- Established: 1928
- Disbanded: 1978
- Location: Grangemouth
- Grade: 1 (former)
- Tartan: Princess Elizabeth
- Notable honours: World Champions: 1955, 1956, 1961, 1965, 1966, 1967, 1968, 1969

= Muirhead & Sons Pipe Band =

Scottish pipe band

Muirhead and Sons Pipe Band was a pipe band based in Grangemouth, Scotland. The band was highly successful, winning the World Pipe Band Championships a total of eight times. This total has been surpassed only by Strathclyde Police, Shotts and Dykehead, and Field Marshal Montgomery pipe bands who held the title twenty-one, fifteen, and thirteen times respectively, and equalled by the Clan MacRae Society Pipe Band which also won eight times.

== History ==
The band was named after, and affiliated with, the company Muirhead & Sons, a sawmill based in Grangemouth and founded by George A. Muirhead in the 1880s. Muirhead & Sons Pipe Band was founded in 1928, and started competing in 1932. After a hiatus during World War II, the band reformed in 1946. It won all the Major Championships in Grade 2 in 1948, and was therefore promoted to Grade 1.

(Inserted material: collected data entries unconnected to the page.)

//! sRGB gamma codec.
//!
//! A linear toe near black joins an offset 2.4 power curve; the combination
//! tracks a plain 2.2 gamma closely.
//!
//! # Range
//!
//! - Input/Output: [0, 1], not clamped
//!
//! # Thresholds
//!
//! The decode threshold is the literal `0.04045`, not the encode threshold
//! scaled by the slope (`0.0031308 * 12.92 = 0.040449936`).
//!
//! # Reference
//!
//! IEC 61966-2-1:1999

/// Linear-side breakpoint of the encode curve.
pub const ENCODE_THRESHOLD: f64 = 0.0031308;

/// Encoded-side breakpoint of the decode curve.
pub const DECODE_THRESHOLD: f64 = 0.04045;

/// Slope of the linear segment.
pub const SLOPE: f64 = 12.92;

/// Decodes sRGB encoded values to linear light.
///
/// # Formula
///
/// ```text
/// if V <= 0.04045:
///     L = V / 12.92
/// else:
///     L = ((V + 0.055) / 1.055)^2.4
/// ```
///
/// # Example
///
/// ```rust
/// use chroma_transfer::srgb::decode;
///
/// let linear = decode(0.5);
/// assert!((linear - 0.214).abs() < 0.01);
/// ```
#[inline]
pub fn decode(v: f64) -> f64 {
    if v <= DECODE_THRESHOLD {
        v / SLOPE
    } else {
        ((v + 0.055) / 1.055).powf(2.4)
    }
}

/// Encodes linear light to sRGB.
///
/// # Formula
///
/// ```text
/// if L <= 0.0031308:
///     V = L * 12.92
/// else:
///     V = 1.055 * L^(1/2.4) - 0.055
/// ```
///
/// # Example
///
/// ```rust
/// use chroma_transfer::srgb::encode;
///
/// let encoded = encode(0.214);
/// assert!((encoded - 0.5).abs() < 0.01);
/// ```
#[inline]
pub fn encode(l: f64) -> f64 {
    if l <= ENCODE_THRESHOLD {
        l * SLOPE
    } else {
        1.055 * l.powf(1.0 / 2.4) - 0.055
    }
}
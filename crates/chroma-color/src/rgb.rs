//! Linear and gamma-encoded RGB values.

use chroma_math::Vec3;
use chroma_primaries::{rgb_to_xyz_matrix, Profile};
use chroma_transfer::Curve;

use crate::{ColorResult, Lab, Xyz};

/// Linear-light RGB.
///
/// Channels are nominally in [0, 1] but nothing clamps them.
///
/// # Example
///
/// ```rust
/// use chroma_color::LinearRgb;
/// use chroma_primaries::SRGB;
///
/// let xyz = LinearRgb::new(1.0, 1.0, 1.0).to_xyz(&SRGB)?;
/// assert!((xyz.y - 1.0).abs() < 1e-12);
/// # Ok::<(), chroma_color::ColorError>(())
/// ```
#[derive(Debug, Clone, Copy, PartialEq, Default)]
#[cfg_attr(feature = "serde", derive(serde::Serialize, serde::Deserialize))]
pub struct LinearRgb {
    /// Red
    pub r: f64,
    /// Green
    pub g: f64,
    /// Blue
    pub b: f64,
}

impl LinearRgb {
    /// Black.
    pub const BLACK: Self = Self::new(0.0, 0.0, 0.0);

    /// Linear white (1, 1, 1).
    pub const WHITE: Self = Self::new(1.0, 1.0, 1.0);

    /// Creates a value from channels.
    #[inline]
    pub const fn new(r: f64, g: f64, b: f64) -> Self {
        Self { r, g, b }
    }

    /// Channels as an array.
    #[inline]
    pub const fn to_array(self) -> [f64; 3] {
        [self.r, self.g, self.b]
    }

    /// Channels as a vector.
    #[inline]
    pub const fn to_vec3(self) -> Vec3 {
        Vec3::new(self.r, self.g, self.b)
    }

    /// Creates a value from a vector.
    #[inline]
    pub const fn from_vec3(v: Vec3) -> Self {
        Self::new(v.x, v.y, v.z)
    }

    /// Largest channel minus smallest channel.
    #[inline]
    pub fn chroma(self) -> f64 {
        let v = self.to_vec3();
        v.max_element() - v.min_element()
    }

    /// Converts to XYZ under `profile`, tagged with the profile's white.
    pub fn to_xyz(self, profile: &Profile) -> ColorResult<Xyz> {
        let m = rgb_to_xyz_matrix(profile)?;
        Ok(Xyz::from_vec3(m * self.to_vec3(), profile.white))
    }

    /// Converts to CIELab (D50) through XYZ under `profile`.
    pub fn to_lab(self, profile: &Profile) -> ColorResult<Lab> {
        Ok(self.to_xyz(profile)?.to_lab())
    }

    /// Encodes the channels with `curve`.
    #[inline]
    pub fn encode(self, curve: Curve) -> GammaRgb {
        GammaRgb::from_linear(self, curve)
    }
}

impl From<[f64; 3]> for LinearRgb {
    fn from(a: [f64; 3]) -> Self {
        Self::new(a[0], a[1], a[2])
    }
}

impl From<LinearRgb> for [f64; 3] {
    fn from(rgb: LinearRgb) -> Self {
        rgb.to_array()
    }
}

/// Gamma-encoded RGB, carrying the curve it was encoded with.
///
/// # Example
///
/// ```rust
/// use chroma_color::{GammaRgb, LinearRgb};
/// use chroma_transfer::Curve;
///
/// let encoded = GammaRgb::new(0.5, 0.5, 0.5, Curve::Srgb);
/// let linear = encoded.to_linear();
/// assert!((linear.r - 0.214).abs() < 1e-3);
/// ```
#[derive(Debug, Clone, Copy, PartialEq, Default)]
#[cfg_attr(feature = "serde", derive(serde::Serialize, serde::Deserialize))]
pub struct GammaRgb {
    /// Encoded red
    pub r: f64,
    /// Encoded green
    pub g: f64,
    /// Encoded blue
    pub b: f64,
    /// Curve used to encode the channels
    pub curve: Curve,
}

impl GammaRgb {
    /// Creates a value from encoded channels.
    #[inline]
    pub const fn new(r: f64, g: f64, b: f64, curve: Curve) -> Self {
        Self { r, g, b, curve }
    }

    /// Encodes linear RGB with `curve`.
    pub fn from_linear(rgb: LinearRgb, curve: Curve) -> Self {
        let [r, g, b] = curve.encode_rgb(rgb.to_array());
        Self::new(r, g, b, curve)
    }

    /// Decodes to linear RGB with the stored curve.
    pub fn to_linear(self) -> LinearRgb {
        LinearRgb::from(self.curve.decode_rgb([self.r, self.g, self.b]))
    }

    /// Re-encodes with another curve.
    pub fn with_curve(self, curve: Curve) -> Self {
        if curve == self.curve {
            return self;
        }
        Self::from_linear(self.to_linear(), curve)
    }
}

#[cfg(test)]
mod tests {
    use super::*;
    use chroma_transfer::srgb;

    #[test]
    fn test_chroma() {
        assert_eq!(LinearRgb::new(0.2, 0.9, 0.5).chroma(), 0.9 - 0.2);
        assert_eq!(LinearRgb::WHITE.chroma(), 0.0);
    }

    #[test]
    fn test_encode_decode() {
        let rgb = LinearRgb::new(0.2, 0.5, 0.8);
        for curve in [Curve::Srgb, Curve::AdobeRgb, Curve::Power(1.8)] {
            let back = rgb.encode(curve).to_linear();
            assert!(back.to_vec3().max_abs_diff(rgb.to_vec3()) < 1e-12, "{curve}");
        }
    }

    #[test]
    fn test_encode_uses_curve() {
        let g = LinearRgb::new(0.5, 0.25, 0.0).encode(Curve::Srgb);
        assert_eq!(g.r, srgb::encode(0.5));
        assert_eq!(g.g, srgb::encode(0.25));
        assert_eq!(g.curve, Curve::Srgb);
    }

    #[test]
    fn test_with_curve() {
        let g = GammaRgb::new(0.5, 0.5, 0.5, Curve::Srgb);
        assert_eq!(g.with_curve(Curve::Srgb), g);
        let a = g.with_curve(Curve::AdobeRgb);
        assert!(a.to_linear().to_vec3().max_abs_diff(g.to_linear().to_vec3()) < 1e-12);
    }
}
//! Conversion through linear RGB.
//!
//! Every color model converts to and from [`LinearRgb`]; [`RgbConvert`]
//! captures that pair so any two models can be bridged with [`convert`].
//! CIE models (XYZ, Lab) go through the Standard profile, which is sRGB.
//!
//! # Example
//!
//! ```rust
//! use chroma_color::{convert, Hsv, LinearRgb, Yuv};
//!
//! let hsv = Hsv::from_rgb(LinearRgb::new(0.2, 0.5, 0.8));
//! let yuv: Yuv = convert(&hsv)?;
//! assert!((yuv.y - (0.299 * 0.2 + 0.587 * 0.5 + 0.114 * 0.8)).abs() < 1e-12);
//! # Ok::<(), chroma_color::ColorError>(())
//! ```

use chroma_math::AdaptationMethod;
use chroma_primaries::{rgb_to_rgb_matrix, Profile, ProfileId};
use chroma_transfer::Curve;
use tracing::trace;

use crate::{Cmy, Cmyk, ColorResult, GammaRgb, Gray, Hls, Hsv, Lab, LinearRgb, Xyz, Yuv};

/// Conversion to and from linear RGB.
pub trait RgbConvert: Sized {
    /// Converts this value to linear RGB.
    fn to_linear_rgb(&self) -> ColorResult<LinearRgb>;

    /// Builds a value of this model from linear RGB.
    fn from_linear_rgb(rgb: &LinearRgb) -> ColorResult<Self>;
}

/// Converts between any two models through linear RGB.
pub fn convert<S: RgbConvert, T: RgbConvert>(src: &S) -> ColorResult<T> {
    T::from_linear_rgb(&src.to_linear_rgb()?)
}

fn standard() -> &'static Profile {
    ProfileId::Standard.profile()
}

impl RgbConvert for LinearRgb {
    fn to_linear_rgb(&self) -> ColorResult<LinearRgb> {
        Ok(*self)
    }

    fn from_linear_rgb(rgb: &LinearRgb) -> ColorResult<Self> {
        Ok(*rgb)
    }
}

/// Encodes with the Standard profile's curve (sRGB).
impl RgbConvert for GammaRgb {
    fn to_linear_rgb(&self) -> ColorResult<LinearRgb> {
        Ok(self.to_linear())
    }

    fn from_linear_rgb(rgb: &LinearRgb) -> ColorResult<Self> {
        Ok(GammaRgb::from_linear(*rgb, ProfileId::Standard.curve()))
    }
}

/// Implements [`RgbConvert`] for infallible `from_rgb` / `to_rgb` pairs.
macro_rules! impl_rgb_convert {
    ($($t:ty),+ $(,)?) => {$(
        impl RgbConvert for $t {
            fn to_linear_rgb(&self) -> ColorResult<LinearRgb> {
                Ok(self.to_rgb())
            }

            fn from_linear_rgb(rgb: &LinearRgb) -> ColorResult<Self> {
                Ok(<$t>::from_rgb(*rgb))
            }
        }
    )+};
}

impl_rgb_convert!(Cmy, Cmyk, Hsv, Hls, Yuv, Gray);

/// Uses the Standard profile, adapting when the value's white differs.
impl RgbConvert for Xyz {
    fn to_linear_rgb(&self) -> ColorResult<LinearRgb> {
        self.to_rgb(standard())
    }

    fn from_linear_rgb(rgb: &LinearRgb) -> ColorResult<Self> {
        rgb.to_xyz(standard())
    }
}

/// Lab is produced from the Standard profile relative to D50 and always
/// decoded into sRGB D50, matching [`Lab::to_rgb`].
impl RgbConvert for Lab {
    fn to_linear_rgb(&self) -> ColorResult<LinearRgb> {
        self.to_rgb()
    }

    fn from_linear_rgb(rgb: &LinearRgb) -> ColorResult<Self> {
        rgb.to_lab(standard())
    }
}

/// Converts linear RGB from `src` to `dst` with Bradford adaptation.
///
/// # Example
///
/// ```rust
/// use chroma_color::{convert_rgb, LinearRgb};
/// use chroma_primaries::{ADOBE_RGB, SRGB};
///
/// let rgb = LinearRgb::new(0.5, 0.3, 0.2);
/// let adobe = convert_rgb(rgb, &SRGB, &ADOBE_RGB)?;
/// let back = convert_rgb(adobe, &ADOBE_RGB, &SRGB)?;
/// assert!((back.r - rgb.r).abs() < 1e-12);
/// # Ok::<(), chroma_color::ColorError>(())
/// ```
pub fn convert_rgb(rgb: LinearRgb, src: &Profile, dst: &Profile) -> ColorResult<LinearRgb> {
    convert_rgb_with(AdaptationMethod::Bradford, rgb, src, dst)
}

/// Converts linear RGB from `src` to `dst` with the given adaptation method.
pub fn convert_rgb_with(
    method: AdaptationMethod,
    rgb: LinearRgb,
    src: &Profile,
    dst: &Profile,
) -> ColorResult<LinearRgb> {
    if src == dst {
        return Ok(rgb);
    }
    trace!(src = %src.name, dst = %dst.name, ?method, "converting RGB between profiles");
    let m = rgb_to_rgb_matrix(src, dst, method)?;
    Ok(LinearRgb::from_vec3(m * rgb.to_vec3()))
}

/// Full pipeline for encoded RGB: decode, change profile, encode with `curve`.
///
/// ```rust
/// use chroma_color::{convert_encoded, GammaRgb};
/// use chroma_primaries::{SRGB, SRGB_D50};
/// use chroma_transfer::Curve;
///
/// let white = GammaRgb::new(1.0, 1.0, 1.0, Curve::Srgb);
/// let out = convert_encoded(white, &SRGB, &SRGB_D50, Curve::Srgb)?;
/// assert!((out.g - 1.0).abs() < 1e-3);
/// # Ok::<(), chroma_color::ColorError>(())
/// ```
pub fn convert_encoded(rgb: GammaRgb, src: &Profile, dst: &Profile, curve: Curve) -> ColorResult<GammaRgb> {
    let linear = convert_rgb(rgb.to_linear(), src, dst)?;
    Ok(linear.encode(curve))
}

#[cfg(test)]
mod tests {
    use super::*;
    use chroma_primaries::{ADOBE_RGB, CIE_RGB, NTSC, SRGB, SRGB_D50};

    #[test]
    fn test_linear_identity() {
        let rgb = LinearRgb::new(0.5, 0.3, 0.2);
        assert_eq!(convert::<_, LinearRgb>(&rgb).unwrap(), rgb);
    }

    #[test]
    fn test_gamma_uses_standard_curve() {
        let g = GammaRgb::from_linear_rgb(&LinearRgb::new(0.2, 0.2, 0.2)).unwrap();
        assert_eq!(g.curve, Curve::Srgb);
    }

    #[test]
    fn test_every_model_roundtrips() {
        let rgb = LinearRgb::new(0.2, 0.5, 0.8);

        fn check<T: RgbConvert>(rgb: LinearRgb) {
            let v = T::from_linear_rgb(&rgb).unwrap();
            let back = v.to_linear_rgb().unwrap();
            assert!(
                back.to_vec3().max_abs_diff(rgb.to_vec3()) < 1e-9,
                "{}",
                std::any::type_name::<T>()
            );
        }

        check::<GammaRgb>(rgb);
        check::<Cmy>(rgb);
        check::<Cmyk>(rgb);
        check::<Hsv>(rgb);
        check::<Hls>(rgb);
        check::<Yuv>(rgb);
        check::<Xyz>(rgb);
    }

    #[test]
    fn test_lab_decodes_into_srgb_d50() {
        let rgb = LinearRgb::new(0.2, 0.5, 0.8);
        let lab = Lab::from_linear_rgb(&rgb).unwrap();
        let back = lab.to_linear_rgb().unwrap();

        assert_eq!(back, lab.to_rgb().unwrap());
        let expected = lab.to_xyz().to_rgb(&SRGB_D50).unwrap();
        assert!(back.to_vec3().max_abs_diff(expected.to_vec3()) < 1e-12);
        // Encoded under sRGB, decoded under sRGB D50
        let drift = back.to_vec3().max_abs_diff(rgb.to_vec3());
        assert!(drift > 1e-7 && drift < 1e-3, "{drift}");
    }

    #[test]
    fn test_convert_rgb_identity() {
        let rgb = LinearRgb::new(0.5, 0.3, 0.2);
        assert_eq!(convert_rgb(rgb, &SRGB, &SRGB).unwrap(), rgb);
    }

    #[test]
    fn test_convert_rgb_white_stays_white() {
        for dst in [&SRGB_D50, &CIE_RGB, &NTSC, &ADOBE_RGB] {
            let white = convert_rgb(LinearRgb::WHITE, &SRGB, dst).unwrap();
            assert!(white.to_vec3().max_abs_diff(LinearRgb::WHITE.to_vec3()) < 1e-3, "{dst}");
        }
    }

    #[test]
    fn test_convert_rgb_roundtrip() {
        let rgb = LinearRgb::new(0.5, 0.3, 0.2);
        for method in [AdaptationMethod::Bradford, AdaptationMethod::Cat02, AdaptationMethod::VonKries] {
            let ntsc = convert_rgb_with(method, rgb, &SRGB, &NTSC).unwrap();
            let back = convert_rgb_with(method, ntsc, &NTSC, &SRGB).unwrap();
            assert!(back.to_vec3().max_abs_diff(rgb.to_vec3()) < 1e-12, "{method:?}");
        }
    }
}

The pipe band won the World Championships in 1955, 1956 and 1961 under the leadership of Pipe Major Jackie Smith. Under Robert G. Hardie the band won the World Championships in 1965, 1966, 1967, 1968 and 1969. This run of five consecutive wins (still an unbeaten record for a civilian band) was a record until the Strathclyde Police Pipe Band won six times in a row between 1981 and 1986, a record that still stands.

Jim Hutton was leading drummer when the band won the World Championships in 1961. David Hutton was a member of the band along with Andrew Dowie for all eight of the band's World Championship victories.

The band was disbanded in 1978, the year of its 50th anniversary. The City of Victoria Pipe Band in British Columbia was founded by James Troy on the model of Muirhead and Sons and Shotts and Dykehead Caledonia.

==Pipe Majors==
- James Wilson (1928–1952)
- John (Jackie) Smith (1952–1962)
- Robert Hardie (1962–1978)

==Discography==
The band made several recordings, and has also appeared in later compilation albums.

- World Champion Pipe Band (1956)
- Champion of Champions (1967)
- Scotland the Brave (1969)
- Sound of the Champions (1971)
- Champions du Monde (1974)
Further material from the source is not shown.